Teil 3 der Staffel mit Jonathan Baker findest du unter diesem Link

Die zweite Folge Agrarpolitik ennet der Grenze führt zu Harald Grethe. Der Agrarökonom leitet das Fachgebiet Internationaler Agrarhandel und Entwicklung an der Humboldt-Universität zu Berlin. Das Gespräch zeigt unter anderem die im internationalen Vergleich grosse Stützung der Schweizer Landwirtschaft, wie Grundanforderungen auf sehr unterschiedliche Ausgangslagen treffen und warum die Agrarpolitik als Gesamtsystem entwickelt werden sollte.

Auffällig hohe Stützung

Harald Grethe macht unter anderem folgende Unterschiede zwischen der Agrarpolitik in der EU und in der Schweiz aus:

  • Die Schweiz gibt viel Geld für die Landwirtschaft aus – etwa 3000 Franken pro Hektar. Das EU-Budget liegt umgerechnet etwa bei 300 Euro pro Hektar und macht mit Abstand den grössten Teil der Zahlungen an die Landwirtinnen und Landwirte aus, die Beiträge der Mitgliedsstaaten sind viel tiefer.
  • Die Versorgungssicherheitsbeiträge liegen in der Schweiz bei rund 1000 Franken je Hektar. Die Grundprämie für die Landwirtschaft in Deutschland liegt bei weniger als 200 Euro je Hektar.
  • Das Geld in der Schweiz werde so ausgeschüttet, dass es in erster Linie dort gebraucht werde, wo die Landwirtschaft tatsächlich teurer ist, nämlich im Berggebiet.
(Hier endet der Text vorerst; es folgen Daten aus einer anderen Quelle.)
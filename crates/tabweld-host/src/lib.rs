#![forbid(unsafe_code)]

//! Host-page model for tabweld.
//!
//! This crate models the collaborator side of the engine contract: a mutable
//! document tree owned by the host application, a component-class registry
//! with deferred definition, per-instance lifecycle notifications, and the
//! navigation-finished signal. The engine never sees browser internals; it
//! sees this surface.
//!
//! # Key Components
//!
//! - [`Document`] - arena-backed node tree with attribute storage, actor-tagged
//!   mutation records, and lifecycle emission on connectivity changes
//! - [`NodeId`] - generational handle; stale handles read as dead
//! - [`Selector`] - minimal structural selector (tag, `#id`, `[attr]`,
//!   `[attr=value]`, descendant chains)
//! - [`ClassRegistry`] - component-class definitions with `when_defined`-style
//!   polling
//! - [`HostPage`] - document + registry + navigation signal, the unit the
//!   engine pumps against

pub mod document;
pub mod lifecycle;
pub mod page;
pub mod selector;

pub use document::{
    Actor, Document, LifecycleEvent, LifecyclePhase, MutationKind, MutationRecord, NodeId,
};
pub use lifecycle::ClassRegistry;
pub use page::HostPage;
pub use selector::Selector;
Grundanforderungen und unterschiedliche Ausgangslagen

Die Grundanforderungen der gemeinsamen Agrarpolitik gelten für die ganze EU – in der Ausgestaltung gibt es für die Mitgliedsstaaten und ihre Regionen Möglichkeiten. Und das aus gutem Grund: Massnahmen und Prämien treffen auf unterschiedliche Naturräume und Bedingungen.

Wie Harald Grethe ausführt, ist das auch ein Problem – «weil es Regionen gibt, in denen die Erfüllung der Grundanforderungen sehr teuer ist. In anderen Regionen kostet das aber praktisch nichts», erklärt Grethe. Die Skandalisierung dieser Zahlungen folge dann auf dem Fuss. «Viel besser wäre es deshalb, das Geld zielorientiert an Leistung zu binden», so Grethe.
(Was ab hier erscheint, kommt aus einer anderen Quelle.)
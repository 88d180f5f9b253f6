#![forbid(unsafe_code)]

//! The tab/panel state machine.
//!
//! # Design
//!
//! Each reconciliation pass recomputes the [`UiFlags`] snapshot `q` from live
//! predicates, diffs it against the previous snapshot `p`, and applies every
//! matching rule from the declarative table, in priority order. Corrective
//! actions only mutate document attributes; they never re-run the machine
//! synchronously. The resulting mutation records flow back through the
//! change observers and schedule the *next* pass, so the machine is
//! eventually consistent instead of recursively resolved — bounded work per
//! call stack, convergence because no-op writes record nothing.
//!
//! `LastTab` is the restoration target when a competing panel is dismissed;
//! `LastPanel` records which surface currently owns the contested screen
//! region. Both persist across passes and reset on navigation.

use crate::contract::{TabId, host, root_attr};
use crate::engine::EngineCx;
use crate::epoch::EpochKey;
use crate::flags::{self, UiFlags};
use crate::registry::FragmentSlot;
use crate::rules::{self, Corrective};
use crate::scheduler::{Task, TaskKind};
use crate::tabs;
use tabweld_host::{Document, NodeId};
use tracing::{debug, trace};

/// Which surface currently owns the contested screen region.
#[derive(Clone, Copy, PartialEq, Eq, Debug, Default)]
pub enum PanelOwner {
    #[default]
    None,
    Chat,
    Playlist,
    Tab(TabId),
}

#[derive(Debug, Default)]
pub struct PanelState {
    prev: UiFlags,
    pub(crate) last_tab: Option<TabId>,
    pub(crate) last_panel: PanelOwner,
}

impl PanelState {
    pub fn new() -> Self {
        Self::default()
    }

    /// Forget everything; run on navigation.
    pub fn reset(&mut self) {
        *self = Self::default();
    }

    pub fn last_tab(&self) -> Option<TabId> {
        self.last_tab
    }

    pub fn last_panel(&self) -> PanelOwner {
        self.last_panel
    }

    /// One reconciliation pass.
    pub(crate) fn reconcile(&mut self, cx: &mut EngineCx<'_>) {
        cx.stats.reconcile_passes += 1;
        let q = flags::compute(cx.doc, cx.slots, cx.config);
        let p = std::mem::replace(&mut self.prev, q);
        let Some(root) = cx.slots.get(FragmentSlot::PageRoot, cx.doc) else {
            trace!("no page root bound; reconciliation inactive");
            return;
        };
        let tab_before = tabs::active_tab(cx.doc, root);
        trace!(?p, ?q, "reconcile pass");

        // External plugin overrides take priority over every normal rule.
        if q.contains(UiFlags::PLUGIN_ACTIVE) {
            debug!("external plugin active; surrendering the managed tab");
            if q.contains(UiFlags::TAB_SELECTED) {
                cx.stats.corrective_actions += 1;
                cx.doc.as_engine().remove_attribute(root, root_attr::TAB);
            }
            self.finish_pass(cx, root, tab_before);
            return;
        }

        for rule in rules::evaluate(p, q) {
            debug!(rule = rule.name, action = ?rule.action, "transition rule fired");
            self.apply(cx, root, rule.action);
        }

        self.check_vanished_owner(cx, root, p, q);

        if (p ^ q).contains(UiFlags::TWO_COLUMN) {
            debug!("column layout flipped; scheduling fixups");
            let ticket = cx.epochs.issue(EpochKey::LayoutFixup);
            cx.scheduler.schedule(Task {
                key: EpochKey::LayoutFixup,
                ticket,
                kind: TaskKind::LayoutFixup,
                delay: cx.config.settle_delay_ticks,
            });
            let ticket = cx.epochs.issue(EpochKey::CommentsFixup);
            cx.scheduler.schedule(Task {
                key: EpochKey::CommentsFixup,
                ticket,
                kind: TaskKind::CommentsFixup,
                delay: cx.config.settle_delay_ticks,
            });
        }

        self.finish_pass(cx, root, tab_before);
    }

    /// Mirror writes, owner bookkeeping, and the comments follow-up shared by
    /// the normal and plugin paths.
    fn finish_pass(&mut self, cx: &mut EngineCx<'_>, root: NodeId, tab_before: Option<TabId>) {
        let fq = flags::compute(cx.doc, cx.slots, cx.config);
        self.write_mirrors(cx, root, fq);
        let active = tabs::active_tab(cx.doc, root);
        self.update_owner(fq, active);
        if active != tab_before {
            let ticket = cx.epochs.issue(EpochKey::CommentsFixup);
            cx.scheduler.schedule(Task {
                key: EpochKey::CommentsFixup,
                ticket,
                kind: TaskKind::CommentsFixup,
                delay: 0,
            });
        }
    }

    fn apply(&mut self, cx: &mut EngineCx<'_>, root: NodeId, action: Corrective) {
        cx.stats.corrective_actions += 1;
        match action {
            Corrective::SwitchToNoTab => {
                cx.doc.as_engine().remove_attribute(root, root_attr::TAB);
            }
            Corrective::SwitchToLastTab => match self.last_tab {
                Some(tab) => {
                    cx.doc
                        .as_engine()
                        .set_attribute(root, root_attr::TAB, tab.as_str());
                }
                None => self.initial_fixup(cx),
            },
            Corrective::ExpandChat => {
                if let Some(chat) = cx.slots.get(FragmentSlot::Chat, cx.doc) {
                    cx.doc.as_engine().remove_attribute(chat, host::COLLAPSED);
                }
            }
            Corrective::CollapseChat => {
                if let Some(chat) = cx.slots.get(FragmentSlot::Chat, cx.doc) {
                    cx.doc.as_engine().set_attribute(chat, host::COLLAPSED, "");
                }
            }
            Corrective::OpenPlaylist => {
                if let Some(playlist) = cx.slots.get(FragmentSlot::Playlist, cx.doc) {
                    let mut doc = cx.doc.as_engine();
                    doc.remove_attribute(playlist, host::COLLAPSED);
                    doc.remove_attribute(playlist, host::HIDDEN);
                }
            }
            Corrective::ClosePlaylist => {
                if let Some(playlist) = cx.slots.get(FragmentSlot::Playlist, cx.doc) {
                    cx.doc
                        .as_engine()
                        .set_attribute(playlist, host::COLLAPSED, "");
                }
            }
            Corrective::CancelTheater => {
                cx.doc.as_engine().remove_attribute(root, host::THEATER);
            }
            Corrective::CloseEngagementPanels => {
                let panels =
                    flags::expanded_engagement_panels(cx.doc, root, &cx.config.engagement_panel_tag);
                let mut doc = cx.doc.as_engine();
                for panel in panels {
                    doc.set_attribute(panel, host::VISIBILITY, host::VISIBILITY_HIDDEN);
                }
            }
        }
    }

    /// The recorded owner disappeared out from under us.
    fn check_vanished_owner(&mut self, cx: &mut EngineCx<'_>, root: NodeId, p: UiFlags, q: UiFlags) {
        let vanished = match self.last_panel {
            PanelOwner::Chat => {
                p.contains(UiFlags::CHAT_EXPANDED) && !q.contains(UiFlags::CHAT_EXPANDED)
            }
            PanelOwner::Playlist => {
                p.contains(UiFlags::PLAYLIST_EXPANDED) && !q.contains(UiFlags::PLAYLIST_EXPANDED)
            }
            PanelOwner::None | PanelOwner::Tab(_) => false,
        };
        if vanished && !q.contains(UiFlags::TAB_SELECTED) && !q.contains(UiFlags::FULLSCREEN) {
            debug!(owner = ?self.last_panel, "panel owner vanished; restoring last tab");
            self.apply(cx, root, Corrective::SwitchToLastTab);
        }
    }

    /// Decide the startup owner when no tab was ever explicitly chosen:
    /// whichever space-competing panel the host already shows, chat first.
    fn initial_fixup(&mut self, cx: &mut EngineCx<'_>) {
        let fq = flags::compute(cx.doc, cx.slots, cx.config);
        self.last_panel = if fq.contains(UiFlags::CHAT_EXPANDED) {
            PanelOwner::Chat
        } else if fq.contains(UiFlags::PLAYLIST_EXPANDED) {
            PanelOwner::Playlist
        } else {
            PanelOwner::None
        };
        debug!(owner = ?self.last_panel, "initial state fixup");
    }

    /// Expose the snapshot to styling via root attributes.
    fn write_mirrors(&self, cx: &mut EngineCx<'_>, root: NodeId, fq: UiFlags) {
        let playlist_present = cx.slots.get(FragmentSlot::Playlist, cx.doc).is_some();
        let chat_present = cx.slots.get(FragmentSlot::Chat, cx.doc).is_some();
        let mut doc = cx.doc.as_engine();
        set_or_remove(
            &mut doc,
            root,
            root_attr::THEATER,
            fq.contains(UiFlags::THEATER).then_some("+"),
        );
        set_or_remove(
            &mut doc,
            root,
            root_attr::FULLSCREEN,
            fq.contains(UiFlags::FULLSCREEN).then_some("+"),
        );
        let chat = if fq.contains(UiFlags::CHAT_EXPANDED) {
            Some("+")
        } else if chat_present {
            Some("-")
        } else {
            None
        };
        set_or_remove(&mut doc, root, root_attr::CHAT, chat);
        let playlist = if fq.contains(UiFlags::PLAYLIST_EXPANDED) {
            Some("+")
        } else if playlist_present {
            Some("-")
        } else {
            None
        };
        set_or_remove(&mut doc, root, root_attr::PLAYLIST, playlist);
        set_or_remove(
            &mut doc,
            root,
            root_attr::PANELS,
            fq.contains(UiFlags::PANEL_EXPANDED).then_some("+"),
        );
        let columns = if fq.contains(UiFlags::TWO_COLUMN) {
            "2"
        } else {
            "1"
        };
        doc.set_attribute(root, root_attr::COLUMNS, columns);
    }

    fn update_owner(&mut self, fq: UiFlags, active: Option<TabId>) {
        if let Some(tab) = active {
            self.last_panel = PanelOwner::Tab(tab);
        } else if fq.contains(UiFlags::CHAT_EXPANDED) {
            self.last_panel = PanelOwner::Chat;
        } else if fq.contains(UiFlags::PLAYLIST_EXPANDED) {
            self.last_panel = PanelOwner::Playlist;
        }
        // When nothing owns the region, keep the record: it is the
        // restoration breadcrumb for the next dismissal.
    }
}

fn set_or_remove(doc: &mut Document, node: NodeId, name: &str, value: Option<&str>) {
    match value {
        Some(v) => doc.set_attribute(node, name, v),
        None => doc.remove_attribute(node, name),
    }
}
Warum die Evolution der Revolution vorzuziehen sei

Damit das gelingt, braucht es die Weiterentwicklung der Rahmenbedingungen. Harald Grethe zieht dabei die Evolution der Revolution vor. Ein neues System und damit die agrarpolitische Revolution ist aus seiner Sicht nicht unbedingt zielführend.

Denn «immer, wenn man ein völlig neues System schafft, haben die Interessen, die gut vertreten sind, die Möglichkeit, durch ihre Detailkenntnisse alles so auszugestalten, dass das neue System gar nicht weh tut», erklärt Grethe. Mit anderen Worten: der alte Wein wird in neuen Schläuchen abgefüllt. Die Probleme bleiben bestehen und die Entwicklungen bleiben aus.
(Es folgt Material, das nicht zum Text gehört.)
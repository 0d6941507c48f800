//! Wi-Fi scanning across wireless devices.
//!
//! A scan requests fresh results from every matching device and classifies
//! each access point it reports. Failures on one device or access point are
//! logged and skipped; they never fail the scan as a whole.

use std::pin::pin;

use futures::{FutureExt, select};
use futures_timer::Delay;
use log::{debug, info, warn};
use tokio_util::sync::CancellationToken;
use zvariant::OwnedObjectPath;

use crate::Result;
use crate::api::config::WifiConfig;
use crate::api::models::{AccessPoint, ConnectionError, ScanRequest};
use crate::bus::NetworkBus;
use crate::core::classify::classify_access_point;
use crate::core::validation::scan_deadline;
use crate::types::constants::device_type;

/// Scans and returns the visible access points, strongest first.
///
/// If the deadline elapses mid-scan, whatever was gathered so far is
/// returned.
pub(crate) async fn scan(
    bus: &dyn NetworkBus,
    config: &WifiConfig,
    request: &ScanRequest,
    cancel: &CancellationToken,
) -> Result<Vec<AccessPoint>> {
    let deadline = scan_deadline(request.max_duration, config)?;
    let mut found = Vec::new();

    {
        let mut gather =
            pin!(collect_access_points(bus, request.interface.as_deref(), &mut found).fuse());
        let mut timeout_delay = pin!(Delay::new(deadline).fuse());
        let mut cancelled = pin!(cancel.cancelled().fuse());

        select! {
            res = gather => res?,
            _ = timeout_delay => {
                warn!("Scan deadline of {deadline:?} elapsed; returning partial results");
            }
            _ = cancelled => return Err(ConnectionError::Cancelled),
        }
    }

    found.sort_by(|a, b| b.rssi.cmp(&a.rssi));
    info!("Scan found {} access points", found.len());
    Ok(found)
}

async fn collect_access_points(
    bus: &dyn NetworkBus,
    interface: Option<&str>,
    found: &mut Vec<AccessPoint>,
) -> Result<()> {
    for device in bus.devices().await? {
        if !is_scan_target(bus, &device, interface).await {
            continue;
        }

        if let Err(e) = bus.request_scan(&device).await {
            warn!("Scan request failed on {}: {e}", device.as_str());
            continue;
        }

        let aps = match bus.access_points(&device).await {
            Ok(aps) => aps,
            Err(e) => {
                warn!("Could not list access points on {}: {e}", device.as_str());
                continue;
            }
        };

        for ap in aps {
            match bus.access_point(&ap).await {
                Ok(raw) => found.push(classify_access_point(&raw)),
                Err(e) => warn!("Skipping access point {}: {e}", ap.as_str()),
            }
        }
    }

    Ok(())
}

/// A device is scanned if it is Wi-Fi and matches the interface filter.
async fn is_scan_target(
    bus: &dyn NetworkBus,
    device: &OwnedObjectPath,
    interface: Option<&str>,
) -> bool {
    let kind = match bus.device_type(device).await {
        Ok(kind) => kind,
        Err(e) => {
            debug!("Skipping {}: no device type: {e}", device.as_str());
            return false;
        }
    };

    let name = match bus.device_interface(device).await {
        Ok(name) => name,
        Err(e) => {
            debug!("Skipping {}: no interface name: {e}", device.as_str());
            return false;
        }
    };

    if interface.is_some_and(|wanted| wanted != name) {
        return false;
    }

    kind == device_type::WIFI
}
«Wir haben ein System, das an sich nicht schlecht ist und wo wir wissen, wo die Schlupflöcher sind und wo wir nachschärfen können», so Grethe. In der politischen Diskussion braucht es trotzdem neue Ideen. Denn Probleme müssen adressiert und gelöst werden. Gerade in Deutschland sei es für die Landwirtschaft neu, dass sie für die Mehrkosten der Erbringung gesellschaftlicher Leistungen Zahlungen verlangt. «Wir haben gemerkt, dass es nicht so klug ist, die gesellschaftlichen Ansprüche nicht zu hören», sagt Grethe zum Schluss.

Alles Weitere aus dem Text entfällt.